In Italy, a fattoria didattica, or educational farm, is a farm which goes beyond food production to include educational and training activities for schools, families and groups interested in learning more about the rural world.

The educational farm is an integral part of the Borgo Basino project, which we interpret as a “folk school”: a school of practical knowledge, for everyone, not just for children. A school in which adults can also rediscover and learn, through direct embodied experiences, the ecological, cultural, social and economic aspects of the local bioregion.

Borgo Basino offers educational tours on the flora and fauna of the farm, wild plant foraging, cycles of natural resources and ancient local traditions. It also offers these courses in English and in Italian Sign Language (LIS). These educational workshops emphasize lived learned to build awareness about the regenerative potential of our surroundings.

The most requested activities include meeting our farm animals, learning about organic gardening and regenerative farming practice through the seasons with fruit and vegetable picking, discovering the world of bees and honey, recognizing and collecting wild herbs, flowers and small fruits, and scavenger hunting for natural treasures found on the farm. The farm also offers a beautiful path that runs along its perimeter, called the “path of the nests.”  Walking in the woods, you can observe different types of houses in which native bird species can nest, accompanied by an explanation of their eating habits and behaviors. And if you want to discover the link between circular ecological systems and sustainability, you are invited to observe the aquaponics system: a closed loop and regenerative cultivation system that raises fish in large pool integrated with a hydroponic vegetable growing system. Plants take up carbon, nitrogen and phosphorus left by fish waste, filtering the water and fixing oxygen that is reused by the fish.
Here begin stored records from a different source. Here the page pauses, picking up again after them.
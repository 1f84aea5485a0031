//! HTTP handlers: the intercepting fallback plus worker introspection.

use axum::Json;
use axum::body::{Body, to_bytes};
use axum::extract::{Request, State};
use axum::http::request::Parts;
use axum::http::{HeaderName, HeaderValue, header};
use axum::response::Response;
use serde_json::{Value, json};
use url::Url;

use rinkorea_client::fetch::resolve;
use rinkorea_client::{FetchOutcome, WorkerStatus};
use rinkorea_core::{Destination, PartitionStats, StoredResponse, WorkerRequest};

use crate::error::ServerError;
use crate::state::AppState;

/// Response header naming where the answer came from.
pub static SW_SOURCE: HeaderName = HeaderName::from_static("x-sw-source");

const SEC_FETCH_DEST: &str = "sec-fetch-dest";

/// Build the worker's view of an incoming request. Origin-form targets are
/// resolved against the controlled origin; absolute-form targets are kept.
pub fn to_worker_request(origin: &Url, parts: &Parts) -> Result<WorkerRequest, ServerError> {
    let url = resolve(origin, &parts.uri.to_string()).map_err(|e| ServerError::BadRequest(format!("{}: {e}", parts.uri)))?;

    let destination = parts
        .headers
        .get(SEC_FETCH_DEST)
        .and_then(|value| value.to_str().ok())
        .map(Destination::from_fetch_dest)
        .unwrap_or_default();

    Ok(WorkerRequest { method: parts.method.clone(), url, headers: parts.headers.clone(), destination })
}

fn into_http(response: StoredResponse, source: &'static str) -> Response {
    let StoredResponse { status, mut headers, body } = response;
    headers.remove(header::CONTENT_LENGTH);
    headers.insert(SW_SOURCE.clone(), HeaderValue::from_static(source));

    let mut out = Response::new(Body::from(body));
    *out.status_mut() = status;
    *out.headers_mut() = headers;
    out
}

/// Fallback for every path: let the worker answer, or forward upstream.
pub async fn intercept(State(state): State<AppState>, request: Request) -> Result<Response, ServerError> {
    let (parts, body) = request.into_parts();
    let worker_request = to_worker_request(&state.origin, &parts)?;

    match state.worker.handle_fetch(&worker_request).await? {
        FetchOutcome::PassThrough(reason) => {
            let body = to_bytes(body, state.max_body)
                .await
                .map_err(|e| ServerError::BadRequest(format!("request body: {e}")))?;

            tracing::debug!(url = %worker_request.url, ?reason, "forwarding");
            let response = state
                .upstream
                .forward(&worker_request, body)
                .await
                .map_err(|e| ServerError::Upstream(e.to_string()))?;

            Ok(into_http(response, "passthrough"))
        }
        FetchOutcome::Handled(handled) => {
            let source = handled.source.as_str();
            match handled.response {
                Some(response) => Ok(into_http(response, source)),
                None => Err(ServerError::Upstream(format!("no response for {}", worker_request.url))),
            }
        }
    }
}

/// `GET /__sw/status`
pub async fn status(State(state): State<AppState>) -> Result<Json<WorkerStatus>, ServerError> {
    Ok(Json(state.worker.status().await?))
}

/// `GET /__sw/cache-size`
pub async fn cache_size(State(state): State<AppState>) -> Result<Json<Value>, ServerError> {
    let size = state.worker.cache_size().await?;
    Ok(Json(json!({ "type": "CACHE_SIZE", "size": size })))
}

/// `GET /__sw/partitions`
pub async fn partitions(State(state): State<AppState>) -> Result<Json<Vec<PartitionStats>>, ServerError> {
    Ok(Json(state.worker.partition_stats().await?))
}

#[cfg(test)]
mod tests {
    use std::sync::Arc;
    use std::sync::atomic::{AtomicBool, Ordering};

    use async_trait::async_trait;
    use axum::http::{Method, StatusCode};
    use bytes::Bytes;
    use http::HeaderMap;
    use tower::ServiceExt;

    use super::*;
    use crate::routes::build_router;
    use rinkorea_client::{FetchClient, FetchConfig, Network, PassReason, ServiceWorker};
    use rinkorea_core::{AppConfig, CacheDb, Error};

    /// Answers 200 with a fixed body until switched off.
    struct Upstream {
        offline: AtomicBool,
    }

    #[async_trait]
    impl Network for Upstream {
        async fn fetch(&self, request: &WorkerRequest) -> Result<StoredResponse, Error> {
            if self.offline.load(Ordering::SeqCst) {
                return Err(Error::HttpError(format!("network error: {} unreachable", request.url)));
            }
            let mut headers = HeaderMap::new();
            headers.insert(header::CONTENT_TYPE, HeaderValue::from_static("image/png"));
            headers.insert(header::CONTENT_LENGTH, HeaderValue::from_static("4"));
            Ok(StoredResponse::new(StatusCode::OK, headers, Bytes::from_static(b"body")))
        }
    }

    async fn state(register: bool) -> (AppState, Arc<Upstream>) {
        // Nothing listens on port 1, so forwarded requests fail.
        let config = AppConfig { origin: "http://127.0.0.1:1".into(), ..Default::default() };
        let network = Arc::new(Upstream { offline: AtomicBool::new(false) });
        let db = CacheDb::open_in_memory().await.unwrap();
        let worker = Arc::new(ServiceWorker::new(db, network.clone(), &config).unwrap());
        if register {
            worker.register().await.unwrap();
        }

        let upstream = Arc::new(FetchClient::new(FetchConfig::from(&config)).unwrap());
        (AppState::new(worker, upstream, config.origin_url().unwrap(), 1024), network)
    }

    fn get(uri: &str) -> Request {
        Request::builder().uri(uri).body(Body::empty()).unwrap()
    }

    async fn json_body(response: Response) -> Value {
        let bytes = to_bytes(response.into_body(), usize::MAX).await.unwrap();
        serde_json::from_slice(&bytes).unwrap()
    }

    #[test]
    fn test_to_worker_request_resolves_origin_form() {
        let origin = Url::parse("https://rinkorea.com").unwrap();
        let (parts, _) = Request::builder()
            .uri("/images/logo.png?v=2")
            .header(SEC_FETCH_DEST, "image")
            .body(Body::empty())
            .unwrap()
            .into_parts();

        let request = to_worker_request(&origin, &parts).unwrap();
        assert_eq!(request.url.as_str(), "https://rinkorea.com/images/logo.png?v=2");
        assert_eq!(request.destination, Destination::Image);
        assert_eq!(request.method, Method::GET);
    }

    #[test]
    fn test_to_worker_request_keeps_absolute_form() {
        let origin = Url::parse("https://rinkorea.com").unwrap();
        let (parts, _) = get("https://abc.supabase.co/rest/v1/products").into_parts();

        let request = to_worker_request(&origin, &parts).unwrap();
        assert_eq!(request.url.host_str(), Some("abc.supabase.co"));
        assert_eq!(request.destination, Destination::Empty);
    }

    #[test]
    fn test_to_worker_request_origin_form_with_url_in_query() {
        let origin = Url::parse("https://rinkorea.com").unwrap();
        let (parts, _) = get("/login?next=https://rinkorea.com/shop").into_parts();

        let request = to_worker_request(&origin, &parts).unwrap();
        assert_eq!(request.url.host_str(), Some("rinkorea.com"));
        assert_eq!(request.url.path(), "/login");
        assert_eq!(request.url.query(), Some("next=https://rinkorea.com/shop"));
    }

    #[tokio::test]
    async fn test_non_http_scheme_reaches_router_gate() {
        let (state, _) = state(true).await;
        let (parts, _) = get("ftp://files.rinkorea.com/catalog.pdf").into_parts();

        let request = to_worker_request(&state.origin, &parts).unwrap();
        assert_eq!(request.url.scheme(), "ftp");
        assert!(matches!(
            state.worker.handle_fetch(&request).await.unwrap(),
            FetchOutcome::PassThrough(PassReason::Scheme)
        ));
    }

    #[tokio::test]
    async fn test_origin_form_with_url_in_query_is_intercepted() {
        let (state, _) = state(true).await;

        let response = build_router(state).oneshot(get("/login?next=https://rinkorea.com/shop")).await.unwrap();
        assert_eq!(response.status(), StatusCode::OK);
        assert_eq!(response.headers().get(&SW_SOURCE).unwrap(), "network");
    }

    #[test]
    fn test_into_http_sets_source_and_drops_length() {
        let mut headers = HeaderMap::new();
        headers.insert(header::CONTENT_LENGTH, HeaderValue::from_static("99"));
        let response = into_http(StoredResponse::new(StatusCode::ACCEPTED, headers, "ok"), "cache");

        assert_eq!(response.status(), StatusCode::ACCEPTED);
        assert_eq!(response.headers().get(&SW_SOURCE).unwrap(), "cache");
        assert!(response.headers().get(header::CONTENT_LENGTH).is_none());
    }

    #[tokio::test]
    async fn test_image_served_from_network_then_cache() {
        let (state, _) = state(true).await;
        let app = build_router(state);

        let first = app.clone().oneshot(get("/images/logo.png")).await.unwrap();
        assert_eq!(first.status(), StatusCode::OK);
        assert_eq!(first.headers().get(&SW_SOURCE).unwrap(), "network");

        let second = app.oneshot(get("/images/logo.png")).await.unwrap();
        assert_eq!(second.headers().get(&SW_SOURCE).unwrap(), "cache");
        assert_eq!(second.headers().get(header::CONTENT_TYPE).unwrap(), "image/png");
    }

    #[tokio::test]
    async fn test_backend_offline_returns_json_503() {
        let (state, network) = state(true).await;
        network.offline.store(true, Ordering::SeqCst);

        let response = build_router(state)
            .oneshot(get("https://abc.supabase.co/rest/v1/products"))
            .await
            .unwrap();

        assert_eq!(response.status(), StatusCode::SERVICE_UNAVAILABLE);
        assert_eq!(response.headers().get(&SW_SOURCE).unwrap(), "offline");
        assert_eq!(json_body(response).await, json!({ "error": "Offline" }));
    }

    #[tokio::test]
    async fn test_unregistered_worker_forwards_and_reports_502() {
        let (state, _) = state(false).await;

        let response = build_router(state).oneshot(get("/images/logo.png")).await.unwrap();
        assert_eq!(response.status(), StatusCode::BAD_GATEWAY);
        let body = json_body(response).await;
        assert!(body["error"].as_str().unwrap().starts_with("UPSTREAM_FAILED"));
    }

    #[tokio::test]
    async fn test_cache_size_message() {
        let (state, _) = state(true).await;

        let response = build_router(state).oneshot(get("/__sw/cache-size")).await.unwrap();
        assert_eq!(response.status(), StatusCode::OK);
        assert_eq!(json_body(response).await, json!({ "type": "CACHE_SIZE", "size": 24 }));
    }

    #[tokio::test]
    async fn test_status_and_partitions() {
        let (state, _) = state(true).await;
        let app = build_router(state);

        let status = json_body(app.clone().oneshot(get("/__sw/status")).await.unwrap()).await;
        assert_eq!(status["state"], "activated");
        assert_eq!(status["clients_claimed"], true);
        assert_eq!(status["routes"][0]["name"], "static");
        assert_eq!(status["routes"][0]["strategy"], "cache-first");

        let partitions = json_body(app.oneshot(get("/__sw/partitions")).await.unwrap()).await;
        assert_eq!(partitions[0]["name"], "rinkorea-static-v1.0.0");
        assert_eq!(partitions[0]["entries"], 6);
    }
}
By observing nature and learning its cycles and movements, you can also learn a lot about yourself. With the orienteering path visitors are show how to orient themselves, not with the mobile phone as many do today, but using natural reference points such as landmarks and learning to move with simple tools, such as a compass. Learning to move with others and in your environment, you can cooperatively learn to listen to yourself and your surroundings to reawaken and “rewild” yourself. 

Another invitation to learn more about the link between humans and this bioregion comes through the archaeology laboratory. The territory remembers our past and can resurface objects that speak to us of forgotten customs and traditions. With this laboratory, accompanied by expert archaeologists, you learn to dig in and get to know the soil, so vital to our food system, and discover small tools and utensils used in the agricultural methods of the past.

Experiencing the farm school at Borgo Basino means rediscovering hands-on knowledge as a bridge between past and future. Immersing ourselves in the present, rediscovering the beauty of ancient “craft,” we become more fully aware of our interconnection and wholeness.